For sure I've always heard Pipe Band people complain about having to wear Highland Dress and expressing the desire to be allowed to compete in ordinary casual clothes.
What's interesting is that despite this many experienced Pipe Band people take pride in their uniforms and are what might be termed "kilt snobs" due to only full-yardage handsewn traditional kilts being considered "real kilts".
This struck me quite a few years ago when, at a Highland Games, all of us saw Utilikilts for the first time. Utilikilts were quite new, only the original Seattle firm making them, and they showed up at a Games with a booth.
The booth was very popular with crowds gathering around, trying on the garments, and buying them in huge numbers.
However the reaction of all my band-mates was extremely negative. They made derogatory comments about the Utilikilts all weekend calling them "wrinkly skirts" etc.
 Originally Posted by EagleJCS
After all, outside of orchestras, no one else has to wear funny-looking outfits to play their music.
Actually around the world it's quite common for musicians to be expected to wear costumes of one sort or another. Rock bands and Country Western bands are only two of many current examples. (How rockers look might not be a "funny looking outfit" but you can tell a rocker walking down the street due to their hair and clothes.)

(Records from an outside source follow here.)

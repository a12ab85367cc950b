//! Tests for the INY (Increment Y Register) instruction.

use rp2a03::{FlatMemory, MemoryBus, Status, CPU};

/// Helper function to create a CPU with reset vector at 0x8000
fn setup_cpu() -> CPU<FlatMemory> {
    let mut memory = FlatMemory::new();
    memory.write(0xFFFC, 0x00);
    memory.write(0xFFFD, 0x80);
    CPU::new(memory)
}

#[test]
fn test_iny_basic() {
    let mut cpu = setup_cpu();

    // INY (0xC8)
    cpu.write(0x8000, 0xC8);
    cpu.set_y(0x10);

    cpu.step().unwrap();

    assert_eq!(cpu.y(), 0x11);
    assert!(!cpu.is_flag_set(Status::ZERO));
    assert!(!cpu.is_flag_set(Status::NEGATIVE));
    assert_eq!(cpu.pc(), 0x8001);
    assert_eq!(cpu.cycles(), 2);
}

#[test]
fn test_iny_wraps_ff_to_zero() {
    let mut cpu = setup_cpu();

    cpu.write(0x8000, 0xC8);
    cpu.set_y(0xFF);

    cpu.step().unwrap();

    assert_eq!(cpu.y(), 0x00);
    assert!(cpu.is_flag_set(Status::ZERO));
}

#[test]
fn test_iny_sets_negative() {
    let mut cpu = setup_cpu();

    cpu.write(0x8000, 0xC8);
    cpu.set_y(0x7F);

    cpu.step().unwrap();

    assert_eq!(cpu.y(), 0x80);
    assert!(cpu.is_flag_set(Status::NEGATIVE));
}

#[test]
fn test_iny_does_not_touch_accumulator_or_x() {
    let mut cpu = setup_cpu();

    cpu.write(0x8000, 0xC8);
    cpu.set_a(0xAA);
    cpu.set_x(0xBB);
    cpu.set_y(0x01);

    cpu.step().unwrap();

    assert_eq!(cpu.a(), 0xAA);
    assert_eq!(cpu.x(), 0xBB);
    assert_eq!(cpu.y(), 0x02);
}
//! Route table module
//!
//! Ordered (method, pattern, handler) bindings. Resolution walks the bindings
//! in registration order, so the first registered match wins.

use hyper::Method;

use super::error::{RouteError, RouteResult};
use super::pattern::{PathParams, RoutePattern};

/// Which request methods a binding accepts
#[derive(Debug, Clone, PartialEq, Eq)]
pub enum MethodFilter {
    Any,
    Only(Method),
}

impl MethodFilter {
    pub fn allows(&self, method: &Method) -> bool {
        match self {
            Self::Any => true,
            Self::Only(expected) => expected == method,
        }
    }
}

impl From<Method> for MethodFilter {
    fn from(method: Method) -> Self {
        Self::Only(method)
    }
}

impl std::fmt::Display for MethodFilter {
    fn fmt(&self, f: &mut std::fmt::Formatter<'_>) -> std::fmt::Result {
        match self {
            Self::Any => f.write_str("*"),
            Self::Only(method) => write!(f, "{method}"),
        }
    }
}

/// A single route binding
#[derive(Debug, Clone)]
pub struct RouteBinding<H> {
    pub method: MethodFilter,
    pub pattern: RoutePattern,
    pub handler: H,
}

/// Outcome of looking up a request
#[derive(Debug)]
pub enum Resolution<'a, H> {
    Matched {
        binding: &'a RouteBinding<H>,
        params: PathParams,
    },
    /// The path is known but no binding accepts the method
    MethodNotAllowed(Vec<Method>),
    NotFound,
}

/// Ordered route table, immutable once handed to the dispatcher
#[derive(Debug, Clone)]
pub struct RouteTable<H> {
    bindings: Vec<RouteBinding<H>>,
}

impl<H> Default for RouteTable<H> {
    fn default() -> Self {
        Self::new()
    }
}

impl<H> RouteTable<H> {
    pub const fn new() -> Self {
        Self {
            bindings: Vec::new(),
        }
    }

    /// Add a binding
    ///
    /// Registering the same (method, pattern) twice is rejected and the table
    /// keeps the first binding untouched.
    pub fn register(
        &mut self,
        method: impl Into<MethodFilter>,
        pattern: &str,
        handler: H,
    ) -> RouteResult<()> {
        let method = method.into();
        let pattern = RoutePattern::parse(pattern)?;

        if self
            .bindings
            .iter()
            .any(|b| b.method == method && b.pattern == pattern)
        {
            return Err(RouteError::Duplicate {
                method: method.to_string(),
                pattern: pattern.to_string(),
            });
        }

        self.bindings.push(RouteBinding {
            method,
            pattern,
            handler,
        });
        Ok(())
    }

    /// Find the first binding matching `method` and `path`
    pub fn resolve(&self, method: &Method, path: &str) -> Resolution<'_, H> {
        let mut allowed: Vec<Method> = Vec::new();

        for binding in &self.bindings {
            let Some(params) = binding.pattern.matches(path) else {
                continue;
            };
            if binding.method.allows(method) {
                return Resolution::Matched { binding, params };
            }
            if let MethodFilter::Only(m) = &binding.method {
                if !allowed.contains(m) {
                    allowed.push(m.clone());
                }
            }
        }

        if allowed.is_empty() {
            Resolution::NotFound
        } else {
            Resolution::MethodNotAllowed(allowed)
        }
    }

    /// Bindings in registration order
    pub fn bindings(&self) -> &[RouteBinding<H>] {
        &self.bindings
    }
}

It's especially so with "folk" or "traditional" music, for example Bulgarian, Mexican, Bolivian, and Spanish folk musicians have specific costumes they generally perform in.

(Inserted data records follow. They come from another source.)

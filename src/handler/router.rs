//! Request routing dispatch module
//!
//! Entry point for HTTP request processing: body limits, route resolution,
//! handler invocation and access logging.

use std::convert::Infallible;
use std::net::SocketAddr;
use std::sync::Arc;
use std::time::Instant;

use http_body_util::{BodyExt, Full, LengthLimitError, Limited};
use hyper::body::{Body, Bytes};
use hyper::header::{HeaderValue, CONTENT_LENGTH, REFERER, SERVER, USER_AGENT};
use hyper::{Request, Response};

use super::request::InboundRequest;
use crate::config::AppState;
use crate::http;
use crate::logger::{self, AccessLogEntry};
use crate::routing::Resolution;

/// Main entry point for HTTP request handling
pub async fn handle_request<B>(
    req: Request<B>,
    state: Arc<AppState>,
    peer_addr: Option<SocketAddr>,
) -> Result<Response<Full<Bytes>>, Infallible>
where
    B: Body,
    B::Error: Into<Box<dyn std::error::Error + Send + Sync>>,
{
    let started = Instant::now();
    let (parts, body) = req.into_parts();
    let max_body_size = state.config.http.max_body_size;

    let mut entry = AccessLogEntry::new(
        peer_addr.map_or_else(|| "-".to_string(), |a| a.ip().to_string()),
        parts.method.to_string(),
        parts.uri.path().to_string(),
    );
    entry.query = parts.uri.query().map(ToString::to_string);
    entry.http_version = version_label(parts.version).to_string();
    entry.referer = header_string(&parts.headers, REFERER);
    entry.user_agent = header_string(&parts.headers, USER_AGENT);

    let response = if exceeds_body_limit(&parts.headers, max_body_size) {
        http::build_413_response()
    } else {
        match read_body(body, max_body_size).await {
            Ok(bytes) => {
                let inbound = InboundRequest::from_parts(&parts, bytes);
                dispatch(&inbound, &state, &mut entry)
            }
            Err(resp) => resp,
        }
    };

    Ok(finish(response, &state, entry, started))
}

/// Resolve the route and run its handler
fn dispatch(
    req: &InboundRequest,
    state: &AppState,
    entry: &mut AccessLogEntry,
) -> Response<Full<Bytes>> {
    match state.routes.resolve(&req.method, &req.raw_path) {
        Resolution::Matched { binding, params } => {
            entry.route = Some(binding.pattern.to_string());
            logger::log_debug(&format!(
                "{} {} -> {}",
                req.method, req.path, binding.handler.name
            ));
            (binding.handler.handle)(req, &params)
        }
        Resolution::MethodNotAllowed(allowed) => http::build_405_response(&allowed),
        Resolution::NotFound => http::build_404_response(),
    }
}

/// Reject early when the declared Content-Length is over the limit
fn exceeds_body_limit(headers: &hyper::HeaderMap, max_body_size: u64) -> bool {
    let Some(value) = headers.get(CONTENT_LENGTH) else {
        return false;
    };
    match value.to_str().ok().and_then(|s| s.parse::<u64>().ok()) {
        Some(size) if size > max_body_size => {
            logger::log_warning(&format!(
                "Request body too large: {size} bytes (max: {max_body_size})"
            ));
            true
        }
        Some(_) => false,
        None => {
            logger::log_warning("Invalid Content-Length value, skipping size check");
            false
        }
    }
}

/// Read the whole body, enforcing the size limit on the bytes actually sent
async fn read_body<B>(body: B, max_body_size: u64) -> Result<Bytes, Response<Full<Bytes>>>
where
    B: Body,
    B::Error: Into<Box<dyn std::error::Error + Send + Sync>>,
{
    let limit = usize::try_from(max_body_size).unwrap_or(usize::MAX);
    match Limited::new(body, limit).collect().await {
        Ok(collected) => Ok(collected.to_bytes()),
        Err(e) if e.downcast_ref::<LengthLimitError>().is_some() => {
            logger::log_warning(&format!("Request body exceeded {max_body_size} bytes"));
            Err(http::build_413_response())
        }
        Err(e) => {
            logger::log_warning(&format!("Failed to read request body: {e}"));
            Err(http::build_400_response())
        }
    }
}

/// Stamp common headers and write the access log line
fn finish(
    mut response: Response<Full<Bytes>>,
    state: &AppState,
    mut entry: AccessLogEntry,
    started: Instant,
) -> Response<Full<Bytes>> {
    if let Ok(value) = HeaderValue::from_str(&state.config.http.server_name) {
        response.headers_mut().insert(SERVER, value);
    }

    if state.config.logging.access_log {
        entry.status = response.status().as_u16();
        entry.body_bytes = usize::try_from(response.body().size_hint().exact().unwrap_or(0))
            .unwrap_or(usize::MAX);
        entry.request_time_us = u64::try_from(started.elapsed().as_micros()).unwrap_or(u64::MAX);
        logger::log_access(&entry, &state.config.logging.access_log_format);
    }

    response
}

fn header_string(headers: &hyper::HeaderMap, name: hyper::header::HeaderName) -> Option<String> {
    headers
        .get(name)
        .and_then(|v| v.to_str().ok())
        .map(ToString::to_string)
}

fn version_label(version: hyper::Version) -> &'static str {
    match version {
        hyper::Version::HTTP_09 => "0.9",
        hyper::Version::HTTP_10 => "1.0",
        hyper::Version::HTTP_2 => "2",
        hyper::Version::HTTP_3 => "3",
        _ => "1.1",
    }
}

 Originally Posted by EagleJCS
In my pipe band, members pay for their shoes, kilt hose, kilt pin (if desired), waist belt/buckle, shirts (long and short sleeve), Argyll jacket, Inverness cape (waterproof, not wool), and Glengarry. Many times, the band will order some of these items (mainly the kilt hose) in bulk and offer them to the band at cost, or slightly above, to reduce costs and make sure everyone gets the same look/color. Everything else (the kilt, cap badge, waistcoat, flashes and tie), the pipe chanter, reed & reed cap for the pipes and drums/carriers for the drummers, are provided by the band.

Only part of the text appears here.